Secret Warriors: Key Scientists, Code Breakers and Propagandists of the Great War

  • Taylor Downing
Little, Brown: 2014. 9781408704219 | ISBN: 978-1-4087-0421-9

Many clichés bedevil our understanding of the role of science in the two world wars. One that has lingered is the idea that the First World War was a chemists' war (poison gas, explosives) and the Second World War belonged to the physicists (radar, the atomic bomb). To judge from past pages of Nature, the term 'chemists' war' was not coined until 1920, and then only in reference to a future war, whereas 'physicists' war' was used to describe mechanization, radio and aeroplanes in the early phases of the Second World War. In any case, both clichés are absurd: experts of all kinds were involved with the military in peacetime, and more so in war.

One of the great virtues of Taylor Downing's lucid and entertaining Secret Warriors, on experts in the British First World War effort, is that it is unaffected by such hackneyed ideas. Downing deals with aeroplanes, plastic surgery, new weapons, aerial photography and poison gas. He blithely ignores chemist and writer C. P. Snow's notorious and fatuous 'two cultures' thesis, because his book also covers the work of historians, journalists, linguists and physicians at the time.
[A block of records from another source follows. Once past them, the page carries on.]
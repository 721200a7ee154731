//! Tests for the reporting helpers.

use puzzle_tour::graph::{CoverageGraph, TileId};
use puzzle_tour::solution::Solution;
use puzzle_tour::square::SquareGrid;
use puzzle_tour::utils::{self, SearchStatistics};
use std::time::Duration;

fn create_test_graph(layout: &str) -> CoverageGraph {
    let square = SquareGrid::parse(layout, 1.0);
    CoverageGraph::build(&square.grid, &square.catalogue).expect("valid grid")
}

fn create_test_solution(graph: &CoverageGraph, ids: &[usize]) -> Solution {
    let walk: Vec<TileId> = ids.iter().map(|&i| TileId(i)).collect();
    Solution::from_walk(graph, &walk)
}

#[test]
fn test_format_duration() {
    let duration1 = Duration::from_secs(65);
    assert_eq!(utils::format_duration(duration1), "0h 01m 05s");

    let duration2 = Duration::from_secs(3600 + 120 + 5);
    assert_eq!(utils::format_duration(duration2), "1h 02m 05s");

    let duration3 = Duration::from_secs(7200 + 3600 + 900 + 30);
    assert_eq!(utils::format_duration(duration3), "3h 15m 30s");
}

#[test]
fn test_render_ring() {
    let graph = create_test_graph("###\n# #\n###");
    let solution = create_test_solution(&graph, &[0, 1, 2, 4, 7, 6, 5, 3]);

    assert_eq!(utils::render_solution(&solution, &graph), "###\n# #\n###");
}

#[test]
fn test_render_marks_passes() {
    // Tile 1 is passed twice, the phantom tile 2 once.
    let graph = create_test_graph("##.\n##");
    let solution = create_test_solution(&graph, &[0, 1, 2, 1, 4, 3]);

    assert_eq!(utils::render_solution(&solution, &graph), "#+o\n## ");
}

#[test]
fn test_save_solution() {
    let graph = create_test_graph("###\n# #\n###");
    let solution = create_test_solution(&graph, &[0, 1, 2, 4, 7, 6, 5, 3]);
    let path = std::env::temp_dir().join(format!("puzzle_tour_{}.txt", std::process::id()));

    utils::save_solution(&solution, &graph, &path).expect("writable temp dir");
    let report = std::fs::read_to_string(&path).expect("readable report");
    let _ = std::fs::remove_file(&path);

    assert!(report.starts_with("Coverage tour"));
    assert!(report.contains("Is Feasible: true"));
    assert!(report.contains("Visits: 8"));
    assert_eq!(report.lines().filter(|l| l.starts_with("Visit #")).count(), 8);
    assert!(report.contains("Path:"));
}

#[test]
fn test_search_statistics_format() {
    let statistics = SearchStatistics {
        runtime: Duration::from_secs(65),
        stages: Vec::new(),
        lower_bound: 9.0,
        upper_bound: 9.5,
        lns_iterations: 12,
        lns_improvements: 3,
        visits: 8,
    };

    let text = statistics.format();
    assert!(text.contains("Runtime: 0h 01m 05s"));
    assert!(text.contains("Lower Bound: 9.0000"));
    assert!(text.contains("LNS Iterations: 12"));
}
//! # puzzle_tour
//!
//! Short closed coverage tours over grid decompositions of a polygon.
//!
//! Every tile of the grid has a catalogue of precomputed "puzzle pieces":
//! trajectories that cover the tile (or merely pass through it) between the
//! transition points it shares with two neighbors. A tour is a cyclic chain of
//! pieces in which every tile inside the polygon is covered exactly once.
//!
//! The pipeline builds an initial tour from a tour search over tile centers,
//! improves it with a deterministic local optimizer, a large neighborhood
//! search and finally an integer-programming refinement that also reports a
//! lower bound.

pub mod config;
pub mod deadline;
pub mod error;
pub mod geometry;
pub mod graph;
pub mod grid;
pub mod lns;
pub mod local_search;
pub mod model;
pub mod solution;
pub mod square;
pub mod tour;
pub mod utils;

use crate::config::Config;
use crate::deadline::Deadline;
use crate::error::{Error, TourError};
use crate::graph::CoverageGraph;
use crate::grid::{Grid, PieceCatalogue};
use crate::lns::{LnsOptimizer, LnsStatistics};
use crate::local_search::LocalOptimizer;
use crate::model::RefinementModel;
use crate::solution::Solution;
use crate::tour::TourWithCoverageSolver;

use std::time::{Duration, Instant};

/// Objective after each pipeline stage.
#[derive(Debug, Clone, Copy, PartialEq)]
pub struct StageCost {
    pub stage: &'static str,
    pub cost: f64,
    pub elapsed: Duration,
}

/// The pipeline driver: tour search, local optimizer, LNS and refinement.
pub struct PuzzleTourSolver {
    pub graph: CoverageGraph,
    pub config: Config,
    pub best_solution: Option<Solution>,
    pub lower_bound: f64,
    pub run_time: Duration,
    pub stages: Vec<StageCost>,
    pub lns_statistics: LnsStatistics,
    pub start_time: Instant,
}

impl PuzzleTourSolver {
    /// Create a solver for a validated coverage graph.
    pub fn new(graph: CoverageGraph, config: Config) -> Self {
        PuzzleTourSolver {
            graph,
            config,
            best_solution: None,
            lower_bound: f64::NEG_INFINITY,
            run_time: Duration::from_secs(0),
            stages: Vec::new(),
            lns_statistics: LnsStatistics::default(),
            start_time: Instant::now(),
        }
    }

    /// Build and validate the coverage graph, then create a solver.
    pub fn from_grid(
        grid: &Grid,
        catalogue: &PieceCatalogue,
        config: Config,
    ) -> Result<Self, Error> {
        let graph = CoverageGraph::build(grid, catalogue)?;
        Ok(PuzzleTourSolver::new(graph, config))
    }

    /// Run every stage within the configured time limit.
    ///
    /// Returns `(lower bound, upper bound, solution)`. The lower bound is
    /// `-inf` when the refinement stage did not get to run.
    pub fn run(&mut self) -> Result<(f64, f64, Solution), Error> {
        self.start_time = Instant::now();
        self.stages.clear();
        let deadline = Deadline::from_limit(self.config.time_limit);
        let graph = &self.graph;
        let mut local = LocalOptimizer::new(self.config.local_max_passes);
        let mut lb = f64::NEG_INFINITY;

        // Initial tour
        let mut tour_solver = TourWithCoverageSolver::new();
        let tour = match tour_solver.solve(graph, deadline.share(self.config.tour_share)) {
            Ok(tour) => tour,
            Err(TourError::Infeasible) => {
                log::warn!("falling back to the greedy tour");
                TourWithCoverageSolver::greedy(graph)?
            }
            Err(e) => return Err(e.into()),
        };
        let mut solution = local.improve(graph, tour.solution);
        record(&mut self.stages, "tour", graph.objective(&solution), self.start_time);

        // Large neighborhood search
        if !deadline.expired() {
            let mut lns = LnsOptimizer::new(graph, solution, &self.config);
            let proven = lns.optimize(
                self.config.lns_iterations,
                self.config.lns_iteration_time_limit,
                deadline.share(self.config.lns_share),
            )?;
            self.lns_statistics = lns.stats.clone();
            let lns_cost = lns.best_cost();
            solution = local.improve(graph, lns.into_best());
            if proven {
                lb = lns_cost;
            }
            record(&mut self.stages, "lns", graph.objective(&solution), self.start_time);
        }

        // Refinement
        if !deadline.expired() {
            let mut model = RefinementModel::new(graph, Some(solution.clone()), None)?;
            let bounds = model.optimize(deadline)?;
            let refined = local.improve(graph, model.extract_solution()?);
            if graph.objective(&refined) <= graph.objective(&solution) {
                solution = refined;
            }
            lb = lb.max(bounds.lb);
            let cost = graph.objective(&solution);
            record(&mut self.stages, "refinement", cost, self.start_time);
        }

        let ub = graph.objective(&solution);
        lb = lb.min(ub);
        log::info!("final tour: cost {:.4}, lower bound {:.4}", ub, lb);

        self.lower_bound = lb;
        self.best_solution = Some(solution.clone());
        self.run_time = self.start_time.elapsed();
        Ok((lb, ub, solution))
    }
}

fn record(stages: &mut Vec<StageCost>, stage: &'static str, cost: f64, start: Instant) {
    log::info!("{} stage: cost {:.4}", stage, cost);
    stages.push(StageCost {
        stage,
        cost,
        elapsed: start.elapsed(),
    });
}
Soldiers load a Stokes mortar, invented in 1915 by engineer Wilfred Stokes for trench warfare. Credit: Fototeca Gilardi/Getty

Secret Warriors is full of interesting characters, nicely illustrating the deep interconnections between British experts and war. Take Alfred Ewing, former professor of mechanism and applied mechanics at the University of Cambridge, UK. He went on to become Britain's director of naval education in 1903, and had a key role in wartime code-breaking for the Admiralty in London. There he created what was known as Room 40, into which went code-breakers Dilwyn 'Dilly' Knox, Nigel de Grey and Alexander Denniston; they continued their work through the interwar years and became key members of the UK government's code and cipher-cracking operation during the Second World War at Bletchley Park in Buckinghamshire.

In aviation, the connections and continuities are just as striking. The Cambridge physicist John William Strutt, Baron Rayleigh, was involved in promoting large-scale military aeronautics research from well before the First World War; Britain sent a small air force to France soon after war was declared. Aeronautical problems were rife, and solving them required many scientists, some of whom would become important advisers during the Second World War. The chemist Henry Tizard, for instance, worked on bombsights and went on to become the Royal Air Force's main scientific adviser into 1943, while the physicist Frederick Lindemann became Winston Churchill's personal adviser and a member of the wartime cabinet.

In land battles, the first tank or 'landship', an armoured vehicle with huge caterpillar tracks that took it over trenches, was the work of men associated with the military from before the war. These included the gloriously named naval architect and engineer Eustace Tennyson d'Eyncourt, the director of construction for the Royal Navy, who was a relation of the Victorian Poet Laureate Alfred Lord Tennyson.

There were also innovations and important inputs from those previously unconnected to the military, such as industrial engineers William Mills and Wilfred Stokes, inventors of the Mills grenade and Stokes mortar, respectively. Journalists and historians were brought in to conduct covert and overt propaganda — from great press barons such as Viscount Northcliffe to John Buchan, author of the classic thriller The Thirty-Nine Steps.

Along with that huge range of contributions to the war effort, what becomes evident in Secret Warriors is the easy relations between different elements of the elite to which nearly all these scientists and scholars belonged. It is fascinating to see how similar the situation was in both world wars, and how many names appear in accounts of both. At least 13 of the men mentioned by Downing were as familiar in the Second World War as in the first.

The straightforward story Downing tells is a refreshing change from older treatments of science and war, including academic ones. These derived from stories scientists wanted to have told — accounts of the military's indifference to science or biographies of conscience-stricken nuclear physicists. Such arguments have led to a lack of frankness about the actual relationship between science and war; even some literary scholars with an interest in science argue that it was only in the Second World War that science and the military became allied. Historians of science with a little more knowledge have even claimed that there were negligible links between the two before 1914. Downing has done a great service by ignoring these risible theses. The connections are long-standing, deep and important to both, and have been celebrated for centuries.

Downing does well to ignore previous accounts that stress an alleged hostility to new techniques among the British elite — a view that has severely distorted our understanding of the history of British science. But a little declinist mud has stuck to his boots, even when he is contradicted by the evidence that he presents. Thus he laments that the British military academy Sandhurst did not teach science, which might seem damning; but he notes elsewhere in the book that Woolwich, which trained engineers and artillery personnel, did. And although it might seem true that British universities were dominated by pure science and the arts, that is to ignore key points in other parts of the book, such as the importance of Cambridge engineering, or the point that many British universities were, to a significant degree, medical schools. In Britain, as elsewhere in both peace and war, science was and remains deeply connected to the military. What now needs to be explained is why so many intellectuals, especially in the sciences, sought to deny or ignore this.